Outputs: mhr_params (204), shape_params (45), cam_trans (3), joints_2d (70, 2) (normalised crop coords), joints_3d (70, 3) (body-centred metres, Y-down).
Speed (InstantHMR ONNX alone): ~5 ms / frame (~200 FPS) on a single RTX 4070 with the fp16 ONNX (CUDA EP); CPU works too (~25 FPS, depending on hardware). On Apple Silicon, pass --device coreml to use CoreMLExecutionProvider.
Speed (full demo, end-to-end): the demo also runs RF-DETR every frame, and on most hardware the detector — not InstantHMR — is the bottleneck. Use --detector-stride N to run RF-DETR only every Nth frame and reuse the previous bbox in between (see Performance tuning below).
Note for RTX 50-series (Blackwell, sm_120): stock Torch with CUDA 12.4 wheels does not ship sm_120 kernels and falls back to slow paths. Use python install.py which automatically pulls Torch cu128 (>=2.7) on Blackwell GPUs.

Install

git clone <this-repo> instanthmr
cd instanthmr

Choose the path that matches your needs:

Goal	Python	Command
Pose estimation only (joints + skeleton)	3.11 or 3.12	`python install.py`
+ MHR body mesh rendering	3.12	`python install.py` then see MHR body mesh

# Pose estimation only (Python 3.11+):
conda create -n instanthmr python=3.11 -y && conda activate instanthmr

# Picks the right torch + onnxruntime wheels for your machine:
#   - Linux + NVIDIA GPU → cu128 (Blackwell/RTX 50) or cu124 (Ada/Ampere/Hopper)
#                          + onnxruntime-gpu + bundled CUDA / cuDNN runtime libs
#   - macOS              → stock torch + onnxruntime (CoreML EP included)
#   - Linux without GPU  → CPU torch + onnxruntime
python install.py

python install.py --dry-run prints the pip commands without running them. python install.py --force-cpu skips GPU detection on Linux.
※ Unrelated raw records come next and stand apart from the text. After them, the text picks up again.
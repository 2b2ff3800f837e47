use crate::usecases::u101_invoice_extraction::state::{ExtractionSession, ResultTab};
use leptos::prelude::*;

/// Process-wide UI state. Lives as long as the page.
#[derive(Clone, Copy)]
pub struct AppGlobalContext {
    pub session: RwSignal<ExtractionSession>,
}

impl AppGlobalContext {
    pub fn new() -> Self {
        Self {
            session: RwSignal::new(ExtractionSession::default()),
        }
    }

    pub fn is_busy(&self) -> bool {
        self.session.with(|s| s.is_busy())
    }

    pub fn active_tab(&self) -> ResultTab {
        self.session.with(|s| s.active_tab)
    }

    pub fn activate_tab(&self, tab: ResultTab) {
        leptos::logging::log!("activate_tab: {}", tab.kind());
        self.session.update(|s| s.select_tab(tab));
    }
}

impl Default for AppGlobalContext {
    fn default() -> Self {
        Self::new()
    }
}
If you'd rather manage wheels yourself, pip install -r requirements.txt still works — it installs the CPU fallback path.

The first run downloads the RF-DETR (medium) checkpoint automatically. The InstantHMR ONNX weights are on HuggingFace — see Model weights below.

Run the demo

# Single image
python demo.py --image path/to/photo.jpg

# Video file
python demo.py --video path/to/clip.mp4

# Live webcam (index 0)
python demo.py --camera 0

python demo.py --help lists every flag (model path, device, detector variant, confidence, max persons, frame skip, .rrd recording, …).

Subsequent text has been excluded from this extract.